RE: the case against the case against god
December 6, 2014 at 10:35 am
(This post was last modified: December 6, 2014 at 10:36 am by Simon Moon.)
(December 6, 2014 at 8:54 am)Alex K Wrote: But seriously,
@MysticKnight, all you do is label the ways the brain experiences its own activities as "supernatural". You have provided no reason to think that anything fishy is going on, and hence he name is very misleading and only serves to obfuscate.
And the only justification for doing so is a fallacious argument.
MysticKnight's original claim in this thread:
Quote:Seeing a connection to God and knowing the connection is real should be enough proof. I think goodness, love, greatness, praise, value, are signs of this connection, and with reflection people can see we are connected to the Divine
It can be rewritten something like this:
Premise1 - We are connected to God
Premise2 - Goodness, love, praise, value are signs of this connection
Conclusion - therefore God exists
It is obvious that he is guilty of the fallacy affirming the consequent. His first premise contains his conclusion.

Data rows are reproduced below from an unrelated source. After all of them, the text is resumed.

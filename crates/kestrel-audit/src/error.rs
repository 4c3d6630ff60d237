// Copyright (c) 2025 Geoffrey Huntley <ghuntley@ghuntley.com>. All rights reserved.
// SPDX-License-Identifier: Proprietary

use thiserror::Error;

#[derive(Debug, Error)]
pub enum AuditSinkError {
	#[error("transient error: {0}")]
	Transient(String),

	#[error("permanent error: {0}")]
	Permanent(String),
}
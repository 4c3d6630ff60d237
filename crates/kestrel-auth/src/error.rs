// Copyright (c) 2025 Geoffrey Huntley <ghuntley@ghuntley.com>. All rights reserved.
// SPDX-License-Identifier: Proprietary

use thiserror::Error;

#[derive(Debug, Error, PartialEq, Eq)]
pub enum AclError {
	/// No identity, an unknown identity, or an identity whose policy
	/// assignment dangles. Fails closed.
	#[error("not authorized")]
	NotAuthorized,

	/// A known identity whose policy denies the request.
	#[error("prohibited by policy")]
	Forbidden,

	/// The admin identity cannot be deleted.
	#[error("cannot delete the admin identity")]
	AdminProtected,

	/// An identity set admits at most one admin.
	#[error("an admin identity is already assigned")]
	AdminExists,

	#[error("invalid pattern")]
	InvalidPattern,

	#[error("invalid certificate: {0}")]
	InvalidCertificate(String),

	#[error("policy not found")]
	PolicyNotFound,

	#[error("identity not found")]
	IdentityNotFound,
}
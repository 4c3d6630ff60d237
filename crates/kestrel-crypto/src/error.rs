// Copyright (c) 2025 Geoffrey Huntley <ghuntley@ghuntley.com>. All rights reserved.
// SPDX-License-Identifier: Proprietary

use thiserror::Error;

#[derive(Debug, Error, PartialEq, Eq)]
pub enum CryptoError {
	#[error("invalid key size: expected {expected} bytes, got {actual}")]
	InvalidKeySize { expected: usize, actual: usize },

	#[error("context exceeds the maximum size")]
	ContextTooLarge,

	#[error("malformed envelope")]
	MalformedEnvelope,

	#[error("ciphertext is not authentic")]
	NotAuthentic,

	#[error("encryption failed")]
	SealFailed,
}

Then he goes on to claim that we are the ones being disingenuous by being skeptical of his 'evidence' for the existence of God when we state that there are natural explanations for all of it.
You'd believe if you just opened your heart" is a terrible argument for religion. It's basically saying, "If you bias yourself enough, you can convince yourself that this is true." If religion were true, people wouldn't need faith to believe it -- it would be supported by good evidence.